That was in 1996, but Kamper is still there, teaching art at a transformed Wyandotte. Today the halls are orderly, and students work industriously in small “communities” with the same teachers throughout their high school years. Attendance, achievement test scores and the graduation rate have climbed steadily.

Kamper and most city leaders credit a school reform program called First Things First.

Since the program was instituted in Kansas City schools, the district’s high school graduation rate has gone from 48% to 81%. On the Kansas State Assessment test, 32.7% of the district’s fifth-graders tested proficient in reading in 2002. Last year, as eighth-graders, 64.4% had reached proficiency.
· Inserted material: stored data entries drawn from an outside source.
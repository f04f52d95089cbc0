use std::collections::HashMap;

use serde::{Deserialize, Serialize};

/// Why a model is being asked for, not how capable it is. Selection maps a
/// role to a concrete `(provider, model, temperature, max_tokens)`.
#[derive(Debug, Clone, Copy, PartialEq, Eq, Hash, Serialize, Deserialize)]
#[serde(rename_all = "snake_case")]
pub enum Role {
    Workhorse,
    DeepContext,
    Architect,
    Local,
    GuiFast,
    Intake,
    Assistant,
    Image,
    Video,
}

impl Role {
    pub fn as_str(&self) -> &'static str {
        match self {
            Role::Workhorse => "workhorse",
            Role::DeepContext => "deep_context",
            Role::Architect => "architect",
            Role::Local => "local",
            Role::GuiFast => "gui_fast",
            Role::Intake => "intake",
            Role::Assistant => "assistant",
            Role::Image => "image",
            Role::Video => "video",
        }
    }

    pub fn parse(s: &str) -> Option<Role> {
        match s {
            "workhorse" => Some(Role::Workhorse),
            "deep_context" => Some(Role::DeepContext),
            "architect" => Some(Role::Architect),
            "local" => Some(Role::Local),
            "gui_fast" => Some(Role::GuiFast),
            "intake" => Some(Role::Intake),
            "assistant" => Some(Role::Assistant),
            "image" => Some(Role::Image),
            "video" => Some(Role::Video),
            _ => None,
        }
    }
}

/// LLM vendor, plus the on-device loader.
#[derive(Debug, Clone, Copy, PartialEq, Eq, Hash, Serialize, Deserialize)]
#[serde(rename_all = "lowercase")]
pub enum Provider {
    Deepseek,
    Anthropic,
    Openai,
    Gemini,
    Xai,
    Local,
}

impl Provider {
    pub fn as_str(&self) -> &'static str {
        match self {
            Provider::Deepseek => "deepseek",
            Provider::Anthropic => "anthropic",
            Provider::Openai => "openai",
            Provider::Gemini => "gemini",
            Provider::Xai => "xai",
            Provider::Local => "local",
        }
    }

    /// Environment variable holding this provider's API key. `Local` needs none.
    pub fn key_var(&self) -> Option<&'static str> {
        match self {
            Provider::Deepseek => Some("DEEPSEEK_API_KEY"),
            Provider::Anthropic => Some("ANTHROPIC_API_KEY"),
            Provider::Openai => Some("OPENAI_API_KEY"),
            Provider::Gemini => Some("GEMINI_API_KEY"),
            Provider::Xai => Some("XAI_API_KEY"),
            Provider::Local => None,
        }
    }

    pub fn default_model(&self) -> &'static str {
        match self {
            Provider::Deepseek => "deepseek-chat",
            Provider::Anthropic => "claude-sonnet-4-5",
            Provider::Openai => "gpt-4.1",
            Provider::Gemini => "gemini-2.5-pro",
            Provider::Xai => "grok-4",
            Provider::Local => "qwen2.5-7b-instruct",
        }
    }

    pub const ALL: [Provider; 6] = [
        Provider::Deepseek,
        Provider::Anthropic,
        Provider::Openai,
        Provider::Gemini,
        Provider::Xai,
        Provider::Local,
    ];
}

/// Context window in tokens for a `(provider, model)` pair. Unknown models
/// fall back to a conservative default.
pub fn context_window(provider: Provider, model: &str) -> u32 {
    match (provider, model) {
        (Provider::Deepseek, "deepseek-chat") => 128_000,
        (Provider::Deepseek, "deepseek-reasoner") => 128_000,
        (Provider::Anthropic, "claude-sonnet-4-5") => 200_000,
        (Provider::Anthropic, "claude-haiku-4-5") => 200_000,
        (Provider::Openai, "gpt-4.1") => 1_000_000,
        (Provider::Openai, "gpt-4.1-mini") => 1_000_000,
        (Provider::Gemini, "gemini-2.5-pro") => 1_000_000,
        (Provider::Gemini, "gemini-2.5-flash") => 1_000_000,
        (Provider::Xai, "grok-4") => 256_000,
        (Provider::Local, _) => 32_000,
        _ => 64_000,
    }
}

/// One concrete candidate in a role's fallback chain.
#[derive(Debug, Clone, PartialEq, Serialize, Deserialize)]
pub struct ModelChoice {
    pub provider: Provider,
    pub model: String,
    pub temperature: f32,
    pub max_tokens: u32,
}

impl ModelChoice {
    fn new(provider: Provider, model: &str, temperature: f32, max_tokens: u32) -> Self {
        Self {
            provider,
            model: model.to_string(),
            temperature,
            max_tokens,
        }
    }
}

/// Ordered fallback chains, one per role. First entry with a present API key
/// wins at selection time; later entries serve the runtime fallback walk.
pub fn fallback_chain(role: Role) -> Vec<ModelChoice> {
    use Provider::*;
    match role {
        Role::Workhorse => vec![
            ModelChoice::new(Deepseek, "deepseek-chat", 0.7, 8192),
            ModelChoice::new(Gemini, "gemini-2.5-flash", 0.7, 8192),
            ModelChoice::new(Openai, "gpt-4.1-mini", 0.7, 8192),
            ModelChoice::new(Anthropic, "claude-sonnet-4-5", 0.7, 8192),
            ModelChoice::new(Local, "qwen2.5-7b-instruct", 0.7, 4096),
        ],
        Role::DeepContext => vec![
            ModelChoice::new(Gemini, "gemini-2.5-pro", 0.4, 16384),
            ModelChoice::new(Openai, "gpt-4.1", 0.4, 16384),
            ModelChoice::new(Anthropic, "claude-sonnet-4-5", 0.4, 16384),
        ],
        Role::Architect => vec![
            ModelChoice::new(Anthropic, "claude-sonnet-4-5", 0.3, 16384),
            ModelChoice::new(Openai, "gpt-4.1", 0.3, 16384),
            ModelChoice::new(Deepseek, "deepseek-reasoner", 0.3, 16384),
        ],
        Role::Local => vec![ModelChoice::new(Local, "qwen2.5-7b-instruct", 0.7, 4096)],
        Role::GuiFast => vec![
            ModelChoice::new(Xai, "grok-4", 0.5, 4096),
            ModelChoice::new(Gemini, "gemini-2.5-flash", 0.5, 4096),
            ModelChoice::new(Deepseek, "deepseek-chat", 0.5, 4096),
        ],
        Role::Intake => vec![
            ModelChoice::new(Deepseek, "deepseek-chat", 0.2, 4096),
            ModelChoice::new(Gemini, "gemini-2.5-flash", 0.2, 4096),
            ModelChoice::new(Local, "qwen2.5-7b-instruct", 0.2, 2048),
        ],
        Role::Assistant => vec![
            ModelChoice::new(Deepseek, "deepseek-chat", 0.6, 8192),
            ModelChoice::new(Anthropic, "claude-haiku-4-5", 0.6, 8192),
            ModelChoice::new(Gemini, "gemini-2.5-flash", 0.6, 8192),
            ModelChoice::new(Local, "qwen2.5-7b-instruct", 0.6, 4096),
        ],
        Role::Image => vec![
            ModelChoice::new(Gemini, "gemini-2.5-flash-image", 0.7, 4096),
            ModelChoice::new(Openai, "gpt-image-1", 0.7, 4096),
        ],
        Role::Video => vec![ModelChoice::new(Gemini, "veo-3", 0.7, 4096)],
    }
}

/// The set of API keys visible to selection, captured once so that
/// `select_model` stays a pure function of its inputs.
#[derive(Debug, Clone, Default)]
pub struct ApiKeys {
    keys: HashMap<Provider, String>,
}

impl ApiKeys {
    pub fn from_env() -> Self {
        let mut keys = HashMap::new();
        for provider in Provider::ALL {
            if let Some(var) = provider.key_var() {
                if let Ok(value) = std::env::var(var) {
                    if !value.trim().is_empty() {
                        keys.insert(provider, value);
                    }
                }
            }
        }
        Self { keys }
    }

    pub fn with_key(mut self, provider: Provider, key: impl Into<String>) -> Self {
        self.keys.insert(provider, key.into());
        self
    }

    /// Whether a provider is usable. `Local` needs no key.
    pub fn has(&self, provider: Provider) -> bool {
        provider == Provider::Local || self.keys.contains_key(&provider)
    }

    pub fn get(&self, provider: Provider) -> Option<&str> {
        self.keys.get(&provider).map(String::as_str)
    }
}

#[cfg(test)]
mod tests {
    use super::*;

    #[test]
    fn every_role_has_a_chain() {
        for role in [
            Role::Workhorse,
            Role::DeepContext,
            Role::Architect,
            Role::Local,
            Role::GuiFast,
            Role::Intake,
            Role::Assistant,
            Role::Image,
            Role::Video,
        ] {
            assert!(!fallback_chain(role).is_empty(), "{role:?} chain empty");
        }
    }

    #[test]
    fn role_round_trips_through_str() {
        for role in [Role::Workhorse, Role::DeepContext, Role::GuiFast] {
            assert_eq!(Role::parse(role.as_str()), Some(role));
        }
        assert_eq!(Role::parse("mystery"), None);
    }

    #[test]
    fn local_provider_needs_no_key() {
        let keys = ApiKeys::default();
        assert!(keys.has(Provider::Local));
        assert!(!keys.has(Provider::Deepseek));
    }

    #[test]
    fn context_window_has_conservative_default() {
        assert_eq!(context_window(Provider::Openai, "gpt-99"), 64_000);
        assert_eq!(context_window(Provider::Gemini, "gemini-2.5-pro"), 1_000_000);
    }
}
use std::path::{Path, PathBuf};

use anyhow::{Result, bail};
use async_trait::async_trait;
use schemars::JsonSchema;
use serde::Deserialize;

use crate::{Tool, ToolContext, ToolSpec};

// ── Utilities ────────────────────────────────────────────────────────────────

/// Serialize a `JsonSchema` type into the parameter object the LLM sees.
/// Drops the schema-meta keys providers choke on.
pub fn schema_of<T: JsonSchema>() -> serde_json::Value {
    let schema = schemars::schema_for!(T);
    let mut value = serde_json::to_value(schema).unwrap_or_else(|_| serde_json::json!({"type": "object"}));
    if let Some(object) = value.as_object_mut() {
        object.remove("$schema");
        object.remove("title");
    }
    value
}

/// Find the largest byte offset ≤ `max` that falls on a UTF-8 character
/// boundary.  Safe to use as `&s[..truncate_byte_boundary(s, max)]`.
fn truncate_byte_boundary(s: &str, max: usize) -> usize {
    if max >= s.len() {
        return s.len();
    }
    let mut end = max;
    while end > 0 && !s.is_char_boundary(end) {
        end -= 1;
    }
    end
}

/// Resolve `rel` against the context's workspace root, refusing escapes.
fn resolve_in_workspace(ctx: &ToolContext, rel: &str) -> Result<(PathBuf, PathBuf)> {
    let Some(ref root) = ctx.workspace_root else {
        bail!("this tool requires a workspace");
    };
    let full = root.join(rel);
    Ok((root.clone(), full))
}

fn assert_inside(root: &Path, resolved: &Path, rel: &str) -> Result<()> {
    let root_canonical = root.canonicalize()?;
    let canonical = resolved
        .canonicalize()
        .map_err(|e| anyhow::anyhow!("cannot resolve path '{}': {}", rel, e))?;
    if !canonical.starts_with(&root_canonical) {
        bail!("path escapes workspace boundary: {}", canonical.display());
    }
    Ok(())
}

fn parse_args<T: serde::de::DeserializeOwned>(args: serde_json::Value) -> Result<T> {
    serde_json::from_value(args).map_err(|e| anyhow::anyhow!("invalid arguments: {e}"))
}

// ── read_file ────────────────────────────────────────────────────────────────

#[derive(Debug, Deserialize, JsonSchema)]
struct ReadFileArgs {
    /// Relative path from the workspace root.
    path: String,
    /// Maximum bytes to read.
    #[serde(default)]
    max_bytes: Option<u64>,
}

pub struct ReadFileTool;

#[async_trait]
impl Tool for ReadFileTool {
    fn spec(&self) -> ToolSpec {
        ToolSpec {
            id: "fs.read_file".to_string(),
            description: "Read the contents of a file within the agent workspace.".to_string(),
            parameters: schema_of::<ReadFileArgs>(),
        }
    }

    async fn run(&self, ctx: &ToolContext, args: serde_json::Value) -> Result<String> {
        let args: ReadFileArgs = parse_args(args)?;
        let (root, full) = resolve_in_workspace(ctx, &args.path)?;
        assert_inside(&root, &full, &args.path)?;

        let max_bytes = args.max_bytes.unwrap_or(65536) as usize;
        let content = tokio::fs::read_to_string(&full).await?;
        if content.len() > max_bytes {
            let end = truncate_byte_boundary(&content, max_bytes);
            Ok(format!("{}…[truncated at {} bytes]", &content[..end], max_bytes))
        } else {
            Ok(content)
        }
    }
}

// ── write_file ───────────────────────────────────────────────────────────────

#[derive(Debug, Deserialize, JsonSchema)]
struct WriteFileArgs {
    /// Relative path from the workspace root.
    path: String,
    /// File content to write.
    content: String,
}

pub struct WriteFileTool;

#[async_trait]
impl Tool for WriteFileTool {
    fn spec(&self) -> ToolSpec {
        ToolSpec {
            id: "fs.write_file".to_string(),
            description: "Write content to a file within the agent workspace (creates or overwrites)."
                .to_string(),
            parameters: schema_of::<WriteFileArgs>(),
        }
    }

    async fn run(&self, ctx: &ToolContext, args: serde_json::Value) -> Result<String> {
        let args: WriteFileArgs = parse_args(args)?;
        let (root, full) = resolve_in_workspace(ctx, &args.path)?;

        // The file may not exist yet — canonicalize its parent instead.
        if let Some(parent) = full.parent() {
            tokio::fs::create_dir_all(parent).await?;
            assert_inside(&root, parent, &args.path)?;
        }

        tokio::fs::write(&full, &args.content).await?;
        Ok(format!("wrote {} bytes to {}", args.content.len(), args.path))
    }
}

// ── list_dir ─────────────────────────────────────────────────────────────────

#[derive(Debug, Deserialize, JsonSchema)]
struct ListDirArgs {
    /// Relative path from the workspace root; the root itself when omitted.
    #[serde(default)]
    path: Option<String>,
}

pub struct ListDirTool;

#[async_trait]
impl Tool for ListDirTool {
    fn spec(&self) -> ToolSpec {
        ToolSpec {
            id: "fs.list_dir".to_string(),
            description: "List files and directories under a workspace path.".to_string(),
            parameters: schema_of::<ListDirArgs>(),
        }
    }

    async fn run(&self, ctx: &ToolContext, args: serde_json::Value) -> Result<String> {
        let args: ListDirArgs = parse_args(args)?;
        let rel = args.path.as_deref().unwrap_or(".");
        let (root, full) = resolve_in_workspace(ctx, rel)?;
        assert_inside(&root, &full, rel)?;

        let mut entries = Vec::new();
        let mut dir = tokio::fs::read_dir(&full).await?;
        while let Some(entry) = dir.next_entry().await? {
            let name = entry.file_name().to_string_lossy().to_string();
            let suffix = if entry.file_type().await?.is_dir() { "/" } else { "" };
            entries.push(format!("{name}{suffix}"));
        }
        entries.sort();
        Ok(entries.join("\n"))
    }
}

#[cfg(test)]
mod tests {
    use super::*;
    use serde_json::json;
    use std::sync::Arc;

    fn ctx(root: &Path) -> ToolContext {
        ToolContext {
            workspace_root: Some(root.to_path_buf()),
            ..Default::default()
        }
    }

    #[test]
    fn schemas_are_plain_parameter_objects() {
        let schema = schema_of::<ReadFileArgs>();
        assert_eq!(schema["type"], "object");
        assert!(schema["properties"]["path"].is_object());
        assert!(schema.get("$schema").is_none());
        // Required fields survive the cleanup.
        assert!(schema["required"]
            .as_array()
            .unwrap()
            .iter()
            .any(|v| v == "path"));
    }

    #[tokio::test]
    async fn write_then_read_round_trips() {
        let dir = tempfile::tempdir().unwrap();
        let ctx = ctx(dir.path());

        WriteFileTool
            .run(&ctx, json!({"path": "notes/a.txt", "content": "hello"}))
            .await
            .unwrap();
        let out = ReadFileTool
            .run(&ctx, json!({"path": "notes/a.txt"}))
            .await
            .unwrap();
        assert_eq!(out, "hello");
    }

    #[tokio::test]
    async fn read_refuses_workspace_escape() {
        let dir = tempfile::tempdir().unwrap();
        let ctx = ctx(dir.path());
        let err = ReadFileTool
            .run(&ctx, json!({"path": "../../etc/passwd"}))
            .await
            .unwrap_err();
        let msg = err.to_string();
        assert!(msg.contains("escapes") || msg.contains("cannot resolve"), "{msg}");
    }

    #[tokio::test]
    async fn missing_required_arg_is_a_clean_error() {
        let dir = tempfile::tempdir().unwrap();
        let ctx = ctx(dir.path());
        let err = WriteFileTool.run(&ctx, json!({"path": "a.txt"})).await.unwrap_err();
        assert!(err.to_string().contains("invalid arguments"));
    }

    #[tokio::test]
    async fn list_dir_marks_directories() {
        let dir = tempfile::tempdir().unwrap();
        let ctx = ctx(dir.path());
        WriteFileTool
            .run(&ctx, json!({"path": "sub/file.txt", "content": "x"}))
            .await
            .unwrap();
        let out = ListDirTool.run(&ctx, json!({})).await.unwrap();
        assert_eq!(out, "sub/");
    }

    #[tokio::test]
    async fn tools_without_workspace_fail_cleanly() {
        let bare = ToolContext::default();
        let err = ReadFileTool.run(&bare, json!({"path": "a"})).await.unwrap_err();
        assert!(err.to_string().contains("requires a workspace"));
        // And they still register fine.
        let mut reg = crate::ToolRegistry::default();
        reg.register(Arc::new(ReadFileTool));
        assert_eq!(reg.manifest()[0].id, "fs.read_file");
    }
}
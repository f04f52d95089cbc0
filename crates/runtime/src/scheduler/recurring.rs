//! Server-side recurring tasks: the persisted analogue of local scheduled
//! tasks, with per-user timezones, a preferred device, and an optional cron
//! expression for operator-defined cadences.

use std::fs;
use std::path::PathBuf;
use std::str::FromStr;

use anyhow::{Context, Result};
use chrono::{DateTime, Utc};
use chrono_tz::Tz;
use serde::{Deserialize, Serialize};
use tracing::warn;
use uuid::Uuid;

use super::schedule::Schedule;
use super::local::TaskStatus;

/// Wall-clock budget for one recurring execution.
pub const EXECUTION_TIMEOUT_MINUTES: i64 = 5;

/// Cadence of a recurring task: the four schedule kinds, or a cron
/// expression evaluated in the task's timezone.
#[derive(Debug, Clone, PartialEq, Serialize, Deserialize)]
#[serde(untagged)]
pub enum RecurringSchedule {
    Simple(Schedule),
    Cron { cron: String },
}

impl RecurringSchedule {
    pub fn validate(&self) -> Result<()> {
        match self {
            RecurringSchedule::Simple(schedule) => schedule.validate(),
            RecurringSchedule::Cron { cron: expr } => {
                cron::Schedule::from_str(expr)
                    .with_context(|| format!("invalid cron expression {expr:?}"))?;
                Ok(())
            }
        }
    }

    pub fn next_occurrence(&self, after: DateTime<Utc>, tz: Tz) -> Option<DateTime<Utc>> {
        match self {
            RecurringSchedule::Simple(schedule) => Some(schedule.next_occurrence(after, tz)),
            RecurringSchedule::Cron { cron: expr } => {
                let schedule = cron::Schedule::from_str(expr).ok()?;
                schedule
                    .after(&after.with_timezone(&tz))
                    .next()
                    .map(|dt| dt.with_timezone(&Utc))
            }
        }
    }
}

#[derive(Debug, Clone, Serialize, Deserialize)]
pub struct RecurringTask {
    pub id: String,
    pub user_id: String,
    /// Preferred device for execution; any connected device when absent.
    #[serde(default)]
    pub device_id: Option<String>,
    pub name: String,
    pub prompt: String,
    pub schedule: RecurringSchedule,
    /// IANA timezone the schedule is evaluated in.
    pub timezone: String,
    pub next_run_at: DateTime<Utc>,
    pub last_run_at: Option<DateTime<Utc>>,
    pub status: TaskStatus,
    #[serde(default)]
    pub consecutive_failures: u32,
    pub max_failures: u32,
    /// Set once when the missed-run prompt was sent, so the user is asked at
    /// most once per miss.
    #[serde(default)]
    pub missed_prompt_sent_at: Option<DateTime<Utc>>,
}

impl RecurringTask {
    pub fn tz(&self) -> Tz {
        self.timezone.parse().unwrap_or_else(|_| {
            warn!(timezone = %self.timezone, "unrecognised timezone — falling back to UTC");
            chrono_tz::UTC
        })
    }
}

/// JSON-file persistence for recurring tasks.
pub struct RecurringStore {
    path: PathBuf,
}

impl RecurringStore {
    pub fn open(path: impl Into<PathBuf>) -> Self {
        Self { path: path.into() }
    }

    pub fn create(
        &self,
        user_id: &str,
        name: &str,
        prompt: &str,
        schedule: RecurringSchedule,
        timezone: &str,
        device_id: Option<String>,
        now: DateTime<Utc>,
    ) -> Result<RecurringTask> {
        schedule.validate()?;
        let tz: Tz = timezone.parse().unwrap_or(chrono_tz::UTC);
        let next_run_at = schedule
            .next_occurrence(now, tz)
            .context("schedule yields no future occurrence")?;

        let task = RecurringTask {
            id: format!("rt-{}", Uuid::new_v4()),
            user_id: user_id.to_string(),
            device_id,
            name: name.to_string(),
            prompt: prompt.to_string(),
            schedule,
            timezone: timezone.to_string(),
            next_run_at,
            last_run_at: None,
            status: TaskStatus::Active,
            consecutive_failures: 0,
            max_failures: 3,
            missed_prompt_sent_at: None,
        };
        let mut tasks = self.load();
        tasks.push(task.clone());
        self.store(&tasks)?;
        Ok(task)
    }

    /// Active tasks due at `now`, for dispatch to their preferred device.
    pub fn due(&self, now: DateTime<Utc>) -> Vec<RecurringTask> {
        self.load()
            .into_iter()
            .filter(|t| t.status == TaskStatus::Active && t.next_run_at <= now)
            .collect()
    }

    /// Advance a task past a run: update bookkeeping and compute the next
    /// timezone-aware occurrence.
    pub fn complete_run(&self, task_id: &str, success: bool, now: DateTime<Utc>) -> Result<()> {
        let mut tasks = self.load();
        let Some(task) = tasks.iter_mut().find(|t| t.id == task_id) else {
            return Ok(());
        };

        if success {
            task.last_run_at = Some(now);
            task.consecutive_failures = 0;
            task.missed_prompt_sent_at = None;
        } else {
            task.consecutive_failures += 1;
            if task.consecutive_failures >= task.max_failures {
                task.status = TaskStatus::Paused;
            }
        }
        let tz = task.tz();
        if let Some(next) = task.schedule.next_occurrence(now, tz) {
            task.next_run_at = next;
        }
        self.store(&tasks)
    }

    /// Record that the missed-run prompt went out, exactly once per miss.
    /// Returns whether this call was the one that sent it.
    pub fn mark_missed_prompt(&self, task_id: &str, now: DateTime<Utc>) -> Result<bool> {
        let mut tasks = self.load();
        let Some(task) = tasks.iter_mut().find(|t| t.id == task_id) else {
            return Ok(false);
        };
        if task.missed_prompt_sent_at.is_some() {
            return Ok(false);
        }
        task.missed_prompt_sent_at = Some(now);
        let tz = task.tz();
        if let Some(next) = task.schedule.next_occurrence(now, tz) {
            task.next_run_at = next;
        }
        self.store(&tasks)?;
        Ok(true)
    }

    pub fn load(&self) -> Vec<RecurringTask> {
        let Ok(raw) = fs::read_to_string(&self.path) else {
            return Vec::new();
        };
        serde_json::from_str(&raw).unwrap_or_else(|err| {
            warn!(%err, "corrupt recurring task file — starting empty");
            Vec::new()
        })
    }

    fn store(&self, tasks: &[RecurringTask]) -> Result<()> {
        if let Some(parent) = self.path.parent() {
            fs::create_dir_all(parent)?;
        }
        let tmp = self.path.with_extension("json.tmp");
        fs::write(&tmp, serde_json::to_string_pretty(tasks)?)?;
        if let Err(err) = fs::rename(&tmp, &self.path) {
            let _ = fs::remove_file(&tmp);
            return Err(err.into());
        }
        Ok(())
    }
}
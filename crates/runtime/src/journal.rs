//! Per-request journal: phase transitions, errors, and the plain-language
//! failure report the user sees on terminal failure. Raw provider payloads
//! and backtraces stop here.

use chrono::{DateTime, Utc};
use dotbot_llm::LlmError;
use tracing::debug;

/// Retries budgeted across a whole user request, not per phase.
pub const MAX_RECOVERY_ATTEMPTS: u32 = 3;

#[derive(Debug, Clone)]
enum JournalEntry {
    Phase {
        name: String,
        at: DateTime<Utc>,
    },
    Error {
        phase: String,
        hint: &'static str,
        message: String,
        at: DateTime<Utc>,
    },
}

/// Records what happened to one request. Cheap to carry; everything is
/// in-memory and dropped with the request.
pub struct RequestJournal {
    request_id: String,
    entries: Vec<JournalEntry>,
    recovery_attempts: u32,
    current_phase: String,
}

impl RequestJournal {
    pub fn new(request_id: impl Into<String>) -> Self {
        Self {
            request_id: request_id.into(),
            entries: Vec::new(),
            recovery_attempts: 0,
            current_phase: "start".to_string(),
        }
    }

    pub fn phase(&mut self, name: &str) {
        debug!(request_id = %self.request_id, phase = name, "phase transition");
        self.current_phase = name.to_string();
        self.entries.push(JournalEntry::Phase {
            name: name.to_string(),
            at: Utc::now(),
        });
    }

    pub fn record_error(&mut self, err: &LlmError) {
        self.entries.push(JournalEntry::Error {
            phase: self.current_phase.clone(),
            hint: err.user_hint(),
            message: err.to_string(),
            at: Utc::now(),
        });
    }

    /// Returns whether another recovery attempt is within budget, counting it.
    pub fn try_recover(&mut self) -> bool {
        if self.recovery_attempts >= MAX_RECOVERY_ATTEMPTS {
            return false;
        }
        self.recovery_attempts += 1;
        true
    }

    pub fn recovery_attempts(&self) -> u32 {
        self.recovery_attempts
    }

    /// Assemble the user-facing failure report: plain language, the last
    /// error's short hint, the attempt count (omitted when 0), and a
    /// category-specific next step. Never includes raw payloads.
    pub fn failure_report(&self) -> String {
        let last_error = self.entries.iter().rev().find_map(|e| match e {
            JournalEntry::Error { phase, hint, .. } => Some((phase.clone(), *hint)),
            _ => None,
        });

        let mut report = String::from("I couldn't finish that request.");
        if let Some((phase, hint)) = last_error {
            report.push_str(&format!(" It failed during {phase}. Suggestion: {hint}."));
        }
        if self.recovery_attempts > 0 {
            report.push_str(&format!(
                " I tried to recover {} time{}.",
                self.recovery_attempts,
                if self.recovery_attempts == 1 { "" } else { "s" }
            ));
        }
        report
    }

    /// Internal trace for logs — includes error messages, never shown to the
    /// user.
    pub fn trace(&self) -> String {
        self.entries
            .iter()
            .map(|e| match e {
                JournalEntry::Phase { name, at } => format!("{at} phase={name}"),
                JournalEntry::Error { phase, message, at, .. } => {
                    format!("{at} error phase={phase}: {message}")
                }
            })
            .collect::<Vec<_>>()
            .join("\n")
    }
}

#[cfg(test)]
mod tests {
    use super::*;

    fn rate_limit_error() -> LlmError {
        LlmError::RateLimited {
            provider: "deepseek".to_string(),
            message: "429 body with raw provider payload {secret}".to_string(),
            retry_after: None,
        }
    }

    #[test]
    fn report_names_phase_and_hint_without_raw_payload() {
        let mut journal = RequestJournal::new("req-1");
        journal.phase("tailor");
        journal.phase("tool_loop");
        journal.record_error(&rate_limit_error());

        let report = journal.failure_report();
        assert!(report.contains("tool_loop"));
        assert!(report.contains("rate limits"));
        assert!(!report.contains("secret"));
        assert!(!report.contains("429 body"));
    }

    #[test]
    fn attempt_count_omitted_when_zero() {
        let mut journal = RequestJournal::new("req-1");
        journal.record_error(&rate_limit_error());
        assert!(!journal.failure_report().contains("tried to recover"));

        assert!(journal.try_recover());
        assert!(journal.failure_report().contains("tried to recover 1 time."));
    }

    #[test]
    fn recovery_budget_is_bounded() {
        let mut journal = RequestJournal::new("req-1");
        for _ in 0..MAX_RECOVERY_ATTEMPTS {
            assert!(journal.try_recover());
        }
        assert!(!journal.try_recover());
        assert_eq!(journal.recovery_attempts(), MAX_RECOVERY_ATTEMPTS);
    }

    #[test]
    fn trace_keeps_full_detail_for_logs() {
        let mut journal = RequestJournal::new("req-1");
        journal.phase("dot");
        journal.record_error(&rate_limit_error());
        let trace = journal.trace();
        assert!(trace.contains("phase=dot"));
        assert!(trace.contains("429"));
    }
}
In recent years, the program has drawn increasing interest from low-performing school districts around the nation, including Los Angeles Unified, which received a grant from the Bill and Melinda Gates Foundation last year to implement First Things First in two of its troubled high schools.

As district officials in Los Angeles attempt to persuade schools and parents to embrace the program, Kansas City’s experience has become a guiding light.

In 1996, when former psychology professor James P. Connell arrived in Kansas City to pitch his then largely untried school improvement program, the elected board of the 20,000-student district was under pressure to improve results in their schools, which are in predominantly minority, largely low-income neighborhoods. With the promise of a start-up grant from the Ewing Marion Kauffman Foundation, board members decided to take a leap and launch the program districtwide.

They chose a few schools, including Wyandotte, to lead the way. The chosen schools spent the 1997-98 school year getting ready and implemented First Things First in 1998-99.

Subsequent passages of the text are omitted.